Contrast with high-quality tap water from well managed networks. The costs of packaging, delivery and disposal are low. It is always fresh, available and by most standards cheap. Surely packaged water brands, despite appearances, will soon be the dinosaurs of consumer marketing? Well no actually. Those toothy expressions are probably smiles.
In 2005, the UK market was worth £1.6B and showing 8% growth. True, retail power may have taken the froth off top brands. Evian in bulk (and I mean heavy) could be had for 30p a litre last month and ‘table’ water for less than 10p.
Yet the market leaders – Volvic, Evian, Highland Spring – all grew value by more than 17% in 2004-05. This is a business that may have defined itself against mains water but has continually refined its act and taken its chances. For a string of reasons, the category is destined to deny the Darwinists for a few years yet.
Almost everyone wants to be healthier and some products are feeling the heat. Whereas mineral water once scored points off tap water, now the soft target is sugary drinks. Worries about obesity, caffeine and children’s ability to concentrate have strengthened the appeal. OK, post-holiday ‘detox’ diets supported by mineral waters were widely mocked this year, but the strength of brands such as Evian in key segments such as 15- to 34-year-old women is a significant advantage.
Everyone knows that taste, smell and visual appearance are the elements of drinks aesthetics. In blind taste tests, tap water performs as well or better than mineral water, yet consumers consistently say that mineral water is nicer. The reason of course is that the decisive element is none of the above. In the 1970s standard lager (3.4% ABV) took warm-beer Britain by storm.
The total absence of difference between brands showed brewers that their customers were in effect drinking the advertising. Heineken refreshes the parts and George the Hofmeister bear were famous examples and the realisation soon became conventional wisdom. What we taste is a carefully moulded and nurtured brand image.
Living on the move is the core characteristic of urban life, so distribution or place marketing is crucial to winning young, modern customers. You must be universally available and easily portable. This was always good for soft drinks but a goldmine for mineral water – consider the power of the contrast between pristine mountain streams and the yuk of city grime. It will be interesting to see if efforts to exploit the urban myth for itself are successful.
The packaged industry has ploughed some familiar furrows.
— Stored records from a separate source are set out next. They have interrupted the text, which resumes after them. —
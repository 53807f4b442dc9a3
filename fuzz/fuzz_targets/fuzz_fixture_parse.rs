#![no_main]

use libfuzzer_sys::fuzz_target;

// Arbitrary fixture documents must parse, build and evaluate without panicking.
fuzz_target!(|data: &[u8]| {
    if let Ok(body) = std::str::from_utf8(data) {
        let _ = ph_conformance::run_case_json(body);
    }
});
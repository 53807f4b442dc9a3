#![forbid(unsafe_code)]

use std::path::PathBuf;

use ph_conformance::{HarnessConfig, enforce_gate, run_suites_grouped, write_report};

fn main() -> Result<(), Box<dyn std::error::Error>> {
    let mut suite_filter: Option<String> = None;
    let mut fixture_root: Option<PathBuf> = None;
    let mut report_path: Option<PathBuf> = None;
    let mut require_green = false;

    let mut args = std::env::args().skip(1);
    while let Some(arg) = args.next() {
        match arg.as_str() {
            "--suite" => {
                let value = args
                    .next()
                    .ok_or("--suite requires a value (e.g. arithmetic)")?;
                suite_filter = Some(value);
            }
            "--fixture-root" => {
                let value = args.next().ok_or("--fixture-root requires a directory")?;
                fixture_root = Some(PathBuf::from(value));
            }
            "--write-report" => {
                let value = args.next().ok_or("--write-report requires a file path")?;
                report_path = Some(PathBuf::from(value));
            }
            "--require-green" => {
                require_green = true;
            }
            "--help" | "-h" => {
                print_help();
                return Ok(());
            }
            other => {
                return Err(format!("unknown argument: {other}").into());
            }
        }
    }

    let mut config = HarnessConfig::default_paths();
    if let Some(root) = fixture_root {
        config = config.with_fixture_root(root);
    }

    let reports = run_suites_grouped(&config, suite_filter.as_deref())?;
    for report in &reports {
        println!(
            "suite={} fixtures={} passed={} failed={} green={}",
            report.suite,
            report.fixture_count,
            report.passed,
            report.failed,
            report.is_green()
        );
        for result in report.results.iter().filter(|result| result.mismatch.is_some()) {
            println!(
                "  case={} mismatch={}",
                result.case_id,
                result.mismatch.as_deref().unwrap_or_default()
            );
        }
    }

    if let Some(path) = report_path {
        write_report(&path, &reports)?;
        println!("wrote report={}", path.display());
    }

    if require_green {
        enforce_gate(&config, &reports)?;
    }

    Ok(())
}

fn print_help() {
    println!(
        "ph-conformance-cli\n\
         Usage:\n\
         \tph-conformance-cli [--suite NAME] [--fixture-root DIR] [--write-report PATH] [--require-green]\n\
         Options:\n\
         \t--suite <name>         Run only fixtures whose suite matches\n\
         \t--fixture-root <dir>   Read cases/ and gate.yaml from another directory\n\
         \t--write-report <path>  Write the grouped suite reports as JSON\n\
         \t--require-green        Fail with non-zero exit when any case or the gate fails\n\
         \t-h, --help             Show this help"
    );
}
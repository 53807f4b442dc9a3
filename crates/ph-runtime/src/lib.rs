#![forbid(unsafe_code)]

use serde::{Deserialize, Serialize};
use thiserror::Error;

/// Nesting limit applied by [`EvalPolicy::strict`] and [`EvalPolicy::lenient`].
pub const DEFAULT_MAX_DEPTH: usize = 256;

/// What integer arithmetic does when a result leaves the `i64` range.
#[derive(Debug, Clone, Copy, PartialEq, Eq, Default, Serialize, Deserialize)]
#[serde(rename_all = "snake_case")]
pub enum OverflowMode {
    #[default]
    Error,
    PromoteToFloat,
}

#[derive(Debug, Clone, PartialEq, Eq, Serialize, Deserialize)]
#[serde(default)]
pub struct EvalPolicy {
    pub overflow: OverflowMode,
    pub max_depth: Option<usize>,
}

impl EvalPolicy {
    #[must_use]
    pub fn strict() -> Self {
        Self {
            overflow: OverflowMode::Error,
            max_depth: Some(DEFAULT_MAX_DEPTH),
        }
    }

    #[must_use]
    pub fn lenient() -> Self {
        Self {
            overflow: OverflowMode::PromoteToFloat,
            max_depth: Some(DEFAULT_MAX_DEPTH),
        }
    }

    #[must_use]
    pub fn with_max_depth(mut self, max_depth: Option<usize>) -> Self {
        self.max_depth = max_depth;
        self
    }

    /// Parse a policy from JSON. Missing fields take their strict defaults.
    pub fn from_json_str(body: &str) -> Result<Self, PolicyError> {
        let policy: Self = serde_json::from_str(body)?;
        policy.validate()?;
        Ok(policy)
    }

    pub fn validate(&self) -> Result<(), PolicyError> {
        if self.max_depth == Some(0) {
            return Err(PolicyError::ZeroDepth);
        }
        Ok(())
    }

    /// `true` while a walk at `depth` stays inside the configured limit.
    #[must_use]
    pub fn allows_depth(&self, depth: usize) -> bool {
        self.max_depth.is_none_or(|limit| depth < limit)
    }

    #[must_use]
    pub fn promotes_overflow(&self) -> bool {
        matches!(self.overflow, OverflowMode::PromoteToFloat)
    }
}

impl Default for EvalPolicy {
    fn default() -> Self {
        Self::strict()
    }
}

#[derive(Debug, Error)]
pub enum PolicyError {
    #[error(transparent)]
    Json(#[from] serde_json::Error),
    #[error("max_depth must be at least 1 when set")]
    ZeroDepth,
}

#[cfg(test)]
mod tests {
    use super::{DEFAULT_MAX_DEPTH, EvalPolicy, OverflowMode, PolicyError};

    #[test]
    fn default_policy_is_strict() {
        let policy = EvalPolicy::default();
        assert_eq!(policy, EvalPolicy::strict());
        assert_eq!(policy.overflow, OverflowMode::Error);
        assert_eq!(policy.max_depth, Some(DEFAULT_MAX_DEPTH));
        assert!(!policy.promotes_overflow());
    }

    #[test]
    fn lenient_policy_promotes_overflow() {
        assert!(EvalPolicy::lenient().promotes_overflow());
    }

    #[test]
    fn depth_limit_is_exclusive() {
        let policy = EvalPolicy::strict().with_max_depth(Some(2));
        assert!(policy.allows_depth(0));
        assert!(policy.allows_depth(1));
        assert!(!policy.allows_depth(2));

        let unbounded = EvalPolicy::strict().with_max_depth(None);
        assert!(unbounded.allows_depth(usize::MAX));
    }

    #[test]
    fn json_fields_default_to_strict_values() {
        let policy =
            EvalPolicy::from_json_str(r#"{"overflow":"promote_to_float"}"#).expect("parse");
        assert_eq!(policy.overflow, OverflowMode::PromoteToFloat);
        assert_eq!(policy.max_depth, Some(DEFAULT_MAX_DEPTH));

        let empty = EvalPolicy::from_json_str("{}").expect("parse");
        assert_eq!(empty, EvalPolicy::strict());

        let unbounded = EvalPolicy::from_json_str(r#"{"max_depth":null}"#).expect("parse");
        assert_eq!(unbounded.max_depth, None);
    }

    #[test]
    fn json_rejects_zero_depth_and_bad_modes() {
        let err = EvalPolicy::from_json_str(r#"{"max_depth":0}"#).expect_err("zero depth");
        assert!(matches!(err, PolicyError::ZeroDepth));

        let err = EvalPolicy::from_json_str(r#"{"overflow":"wrap"}"#).expect_err("bad mode");
        assert!(matches!(err, PolicyError::Json(_)));
    }
}
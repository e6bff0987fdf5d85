//! Polar charts: a projection between (radius, angle) and screen space, an
//! adaptive radial grid, arc tessellation of series, and PNG or terminal
//! output.

pub mod chart;
pub mod color;
pub mod config;
pub mod data;
pub mod error;
pub mod polar;
pub mod renderer;
pub mod surface;

#[cfg(feature = "terminal")]
pub mod display;

pub use chart::{HostChart, Plot, PolarChart};
pub use color::{ColorScheme, RgbColor};
pub use config::{Config, PolarOptions};
pub use data::Series;
pub use error::{Error, Result};
pub use polar::{CartesianPoint, PolarPoint, Projection};
pub use renderer::Canvas;
pub use surface::Surface;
But in a maturing sector, brand development and range extension become essential. Following the core female message, it was natural to turn to children. And encouraging kids to drink water brands was mercifully uncomplicated compared with the problems facing other big profit earners.
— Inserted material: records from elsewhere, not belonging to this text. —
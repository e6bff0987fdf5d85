use anyhow::{bail, Context, Result};
use clap::{CommandFactory, Parser, Subcommand};
use clap_complete::Shell;
use std::path::{Path, PathBuf};
use tracing::info;

use polarplot::config::{Config, ConfigOverrides};
use polarplot::data::{demo_series, DataFile};
use polarplot::renderer::{render_chart, Canvas};
use polarplot::{Plot, PolarChart, Series};

#[derive(Parser, Debug)]
#[command(name = "polarplot")]
#[command(author, version, about = "Polar chart renderer for the terminal and PNG files")]
struct Args {
    #[command(subcommand)]
    command: Option<Command>,

    /// Config file path (default: ~/.config/polarplot/config.toml)
    #[arg(short, long, global = true)]
    config: Option<PathBuf>,

    /// TOML data file with [[series]] tables; built-in demo data if omitted
    #[arg(short, long, global = true)]
    data: Option<PathBuf>,

    #[command(flatten)]
    overrides: ConfigOverrides,
}

#[derive(Subcommand, Debug)]
enum Command {
    /// Interactive terminal view (default)
    Show,

    /// Render the chart to a PNG file
    Render {
        /// Output file
        #[arg(short, long)]
        output: PathBuf,

        /// Image width in pixels
        #[arg(long, default_value = "800")]
        width: u32,

        /// Image height in pixels
        #[arg(long, default_value = "600")]
        height: u32,

        /// Highlight the ring and spoke under this point, as X,Y in pixels
        #[arg(long, value_parser = parse_point)]
        cursor: Option<(f64, f64)>,

        /// Redraw the series at this index (from 0) in the cursor color
        #[arg(long)]
        highlight: Option<usize>,
    },

    /// Write a commented default config file
    InitConfig,

    /// Print shell completions
    Completions {
        shell: Shell,
    },
}

fn parse_point(s: &str) -> std::result::Result<(f64, f64), String> {
    let (x, y) = s
        .split_once(',')
        .ok_or_else(|| format!("expected X,Y, got '{}'", s))?;
    let x = x.trim().parse::<f64>().map_err(|e| e.to_string())?;
    let y = y.trim().parse::<f64>().map_err(|e| e.to_string())?;
    Ok((x, y))
}

fn main() -> Result<()> {
    let args = Args::parse();
    init_logging(matches!(args.command, None | Some(Command::Show)))?;

    match &args.command {
        Some(Command::InitConfig) => {
            let path = Config::init_default_config()?;
            println!("Wrote default config to {}", path.display());
            return Ok(());
        }
        Some(Command::Completions { shell }) => {
            clap_complete::generate(
                *shell,
                &mut Args::command(),
                "polarplot",
                &mut std::io::stdout(),
            );
            return Ok(());
        }
        _ => {}
    }

    let mut config = load_config(args.config.as_deref())?;
    config.merge_args(&args.overrides);
    let series = load_series(args.data.as_deref(), &config)?;

    match args.command {
        Some(Command::Render {
            output,
            width,
            height,
            cursor,
            highlight,
        }) => render(&output, width, height, cursor, highlight, config, series),
        _ => show(config, series, args.config),
    }
}

/// Log to stderr, except in the terminal view where stderr shares the screen:
/// there logs go to a file in the cache directory, or nowhere.
fn init_logging(interactive: bool) -> Result<()> {
    let filter = tracing_subscriber::EnvFilter::from_default_env()
        .add_directive("polarplot=info".parse()?);
    let builder = tracing_subscriber::fmt().with_env_filter(filter);

    if !interactive {
        builder.with_writer(std::io::stderr).init();
        return Ok(());
    }

    let file = log_path().and_then(|path| {
        let parent = path.parent()?;
        std::fs::create_dir_all(parent).ok()?;
        std::fs::OpenOptions::new()
            .create(true)
            .append(true)
            .open(&path)
            .ok()
    });
    match file {
        Some(file) => builder
            .with_ansi(false)
            .with_writer(std::sync::Mutex::new(file))
            .init(),
        None => builder.with_writer(std::io::sink).init(),
    }
    Ok(())
}

/// Log file for the terminal view (~/.cache/polarplot/polarplot.log)
fn log_path() -> Option<PathBuf> {
    dirs::cache_dir().map(|p| p.join("polarplot").join("polarplot.log"))
}

/// Explicit path must load; otherwise fall back to the default path, then defaults.
fn load_config(path: Option<&Path>) -> Result<Config> {
    match path {
        Some(path) => {
            Config::load(path).with_context(|| format!("loading config {}", path.display()))
        }
        None => Ok(Config::load_from_default_path().unwrap_or_default()),
    }
}

fn load_series(path: Option<&Path>, config: &Config) -> Result<Vec<Series>> {
    match path {
        Some(path) => {
            let file = DataFile::load(path)
                .with_context(|| format!("loading data {}", path.display()))?;
            let series = file.into_series(&config.series);
            info!("Loaded {} series from {}", series.len(), path.display());
            Ok(series)
        }
        None => Ok(demo_series(&config.series)),
    }
}

fn render(
    output: &Path,
    width: u32,
    height: u32,
    cursor: Option<(f64, f64)>,
    highlight: Option<usize>,
    config: Config,
    series: Vec<Series>,
) -> Result<()> {
    if width == 0 || height == 0 {
        bail!("image size must be non-zero, got {}x{}", width, height);
    }
    if let Some(index) = highlight {
        if index >= series.len() {
            bail!("no series {} to highlight, {} loaded", index, series.len());
        }
    }

    let mut chart = PolarChart::new(&config.polar);
    let plot = Plot::new(width as f64, height as f64, config, series);
    let mut canvas = Canvas::new(width as usize, height as usize);

    render_chart(&mut canvas, &mut chart, &plot, cursor);
    if let Some(series) = highlight.and_then(|i| plot.series.get(i)) {
        chart.draw_series_highlight(
            &plot,
            &mut canvas,
            series,
            plot.config.grid.cursor_color,
            series.line_width * 2.0,
        );
    }
    canvas.save_png(output)?;
    Ok(())
}

#[cfg(feature = "terminal")]
fn show(config: Config, series: Vec<Series>, config_path: Option<PathBuf>) -> Result<()> {
    info!("Starting interactive view");
    polarplot::display::terminal::run(config, series, config_path)
}

#[cfg(not(feature = "terminal"))]
fn show(_config: Config, _series: Vec<Series>, _config_path: Option<PathBuf>) -> Result<()> {
    bail!("built without the terminal feature; use `polarplot render`")
}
The recruitment of our simple friend SpongeBob SquarePants by Volvic Splash looks like a clever link. Some saw Evian cosmetics and pamper products as a high-risk extension, but ‘hydration’ was a firm and growing platform in skin products.
Most intriguing for 2006 will be the launch of Drench, a spring water from Britvic, aimed at young men and women and therefore demanding street credibility. The aim is “the ultimate 21st Century bottled water” and a “measure of urban distinction”. Definitely worth a go but how will they manage the pristine source issue? And remember what happened to Dasani.
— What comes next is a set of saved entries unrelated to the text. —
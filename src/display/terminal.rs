use anyhow::{Context, Result};
use crossterm::{
    event::{
        self, DisableMouseCapture, EnableMouseCapture, Event, KeyCode, KeyEvent, KeyModifiers,
        MouseEvent, MouseEventKind,
    },
    execute,
    terminal::{disable_raw_mode, enable_raw_mode, EnterAlternateScreen, LeaveAlternateScreen},
};
use ratatui::prelude::*;
use std::io::{self, stdout};
use std::path::PathBuf;
use std::time::Duration;
use tracing::{info, warn};

use super::braille::{BrailleCanvas, DOTS_X, DOTS_Y};
use crate::chart::{Plot, PolarChart};
use crate::config::Config;
use crate::data::Series;
use crate::polar::PolarPoint;

/// Degrees added or removed per rotate key press.
const ROTATE_STEP: f64 = 5.0;

/// Run the interactive view. `save_to` is where the `w` key writes the
/// rotational offset, falling back to the default config path.
pub fn run(mut config: Config, series: Vec<Series>, save_to: Option<PathBuf>) -> Result<()> {
    // One text row per terminal cell
    config.polar.text_size = DOTS_Y as u32;

    // Setup terminal
    enable_raw_mode()?;
    let mut stdout = stdout();
    execute!(stdout, EnterAlternateScreen, EnableMouseCapture)?;

    let backend = CrosstermBackend::new(stdout);
    let mut terminal = Terminal::new(backend)?;
    terminal.clear()?;

    let result = run_app(&mut terminal, Plot::new(0.0, 0.0, config, series), save_to);

    // Restore terminal
    disable_raw_mode()?;
    execute!(
        terminal.backend_mut(),
        LeaveAlternateScreen,
        DisableMouseCapture
    )?;
    terminal.show_cursor()?;

    result
}

struct ViewState {
    chart: PolarChart,
    /// Mouse position in plot dots.
    cursor: Option<(f64, f64)>,
    readout: Option<PolarPoint>,
    /// Index of the series redrawn in the cursor color
    highlight: Option<usize>,
    message: Option<String>,
}

impl ViewState {
    fn rotate(&mut self, plot: &mut Plot, delta: f64) {
        let options = &mut plot.config.polar;
        options.rotational_offset = (options.rotational_offset + delta).rem_euclid(360.0);
        self.chart = PolarChart::new(options);
        self.message = None;
    }

    /// Step the highlight through every series and back to none.
    fn cycle_highlight(&mut self, count: usize) {
        self.highlight = match self.highlight {
            None if count > 0 => Some(0),
            Some(i) if i + 1 < count => Some(i + 1),
            _ => None,
        };
    }
}

fn run_app(
    terminal: &mut Terminal<CrosstermBackend<io::Stdout>>,
    mut plot: Plot,
    save_to: Option<PathBuf>,
) -> Result<()> {
    let mut view = ViewState {
        chart: PolarChart::new(&plot.config.polar),
        cursor: None,
        readout: None,
        highlight: None,
        message: None,
    };
    let poll = Duration::from_millis(50);

    loop {
        terminal.draw(|frame| {
            let area = frame.area();

            let block = ratatui::widgets::Block::default()
                .style(Style::default().bg(Color::Reset));
            frame.render_widget(block, area);

            let plot_area = Rect::new(
                area.x,
                area.y + 1,
                area.width,
                area.height.saturating_sub(1),
            );
            let mut canvas =
                BrailleCanvas::new(plot_area.width as usize, plot_area.height as usize);
            plot.resize(canvas.grid_w as f64, canvas.grid_h as f64);

            view.chart.draw(&plot, &mut canvas);
            if let Some(series) = view.highlight.and_then(|i| plot.series.get(i)) {
                view.chart.draw_series_highlight(
                    &plot,
                    &mut canvas,
                    series,
                    plot.config.grid.cursor_color,
                    series.line_width * 2.0,
                );
            }
            view.readout = None;
            if let Some((x, y)) = view.cursor {
                view.chart.draw_cursor(&plot, &mut canvas, x, y);
                view.readout = view.chart.cursor_polar(x, y);
            }
            canvas.render(frame, plot_area);

            render_status(frame, area, &plot, &view);
        })?;

        if !event::poll(poll)? {
            continue;
        }
        match event::read()? {
            Event::Key(key) => match key {
                KeyEvent {
                    code: KeyCode::Char('q'),
                    ..
                }
                | KeyEvent {
                    code: KeyCode::Char('c'),
                    modifiers: KeyModifiers::CONTROL,
                    ..
                } => {
                    break;
                }
                KeyEvent {
                    code: KeyCode::Char('['),
                    ..
                } => {
                    view.rotate(&mut plot, -ROTATE_STEP);
                }
                KeyEvent {
                    code: KeyCode::Char(']'),
                    ..
                } => {
                    view.rotate(&mut plot, ROTATE_STEP);
                }
                KeyEvent {
                    code: KeyCode::Char('h'),
                    ..
                } => {
                    view.cycle_highlight(plot.series.len());
                }
                KeyEvent {
                    code: KeyCode::Char('w'),
                    ..
                } => {
                    view.message = Some(save_rotation(&save_to, plot.config.polar.rotational_offset));
                }
                _ => {}
            },
            Event::Mouse(MouseEvent {
                kind: MouseEventKind::Moved | MouseEventKind::Drag(_),
                column,
                row,
                ..
            }) => {
                let size = terminal.size()?;
                view.cursor = cell_to_plot(Rect::new(0, 0, size.width, size.height), column, row);
            }
            _ => {}
        }
    }

    Ok(())
}

/// Center of the terminal cell under the mouse, in plot dots.
fn cell_to_plot(area: Rect, column: u16, row: u16) -> Option<(f64, f64)> {
    let top = area.y + 1;
    if column < area.x || row < top {
        return None;
    }
    let x = (column - area.x) as usize * DOTS_X + DOTS_X / 2;
    let y = (row - top) as usize * DOTS_Y + DOTS_Y / 2;
    Some((x as f64, y as f64))
}

fn save_rotation(save_to: &Option<PathBuf>, offset: f64) -> String {
    let Some(path) = save_to.clone().or_else(Config::default_path) else {
        warn!("no config directory to save rotation into");
        return "no config path".to_string();
    };
    match Config::save_rotational_offset(&path, offset)
        .with_context(|| format!("saving rotation to {}", path.display()))
    {
        Ok(()) => {
            info!("Saved rotational offset {} to {}", offset, path.display());
            format!("saved to {}", path.display())
        }
        Err(e) => {
            warn!("{:#}", e);
            "save failed".to_string()
        }
    }
}

fn render_status(frame: &mut Frame, area: Rect, plot: &Plot, view: &ViewState) {
    let position = match view.readout {
        Some(p) => format!("r: {:.2} angle: {:.2}", p.radius, p.angle),
        None => "r: - angle: -".to_string(),
    };
    let mut status = format!(
        " {} | [ ] rotate: {} | [h]ighlight | [w]rite | [q]uit ",
        position, plot.config.polar.rotational_offset
    );
    if let Some(message) = &view.message {
        status.push_str(&format!("| {} ", message));
    }

    for (i, ch) in status.chars().enumerate() {
        if i < area.width as usize {
            let cell = frame.buffer_mut().cell_mut((area.x + i as u16, area.y));
            if let Some(cell) = cell {
                cell.set_char(ch);
                cell.set_fg(Color::DarkGray);
            }
        }
    }
}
The world has a lot invested in packaged water. Whether you produce, bottle, promote, deliver or retail it, you have good reasons to work for its continued success.
We can expect companies, governments and, yes, millions of consumers to wish it well. And the upside already includes a big contribution to awareness of hydration and its proven importance for good health.
In a future article, I will look at tap water in this fascinating marketing environment.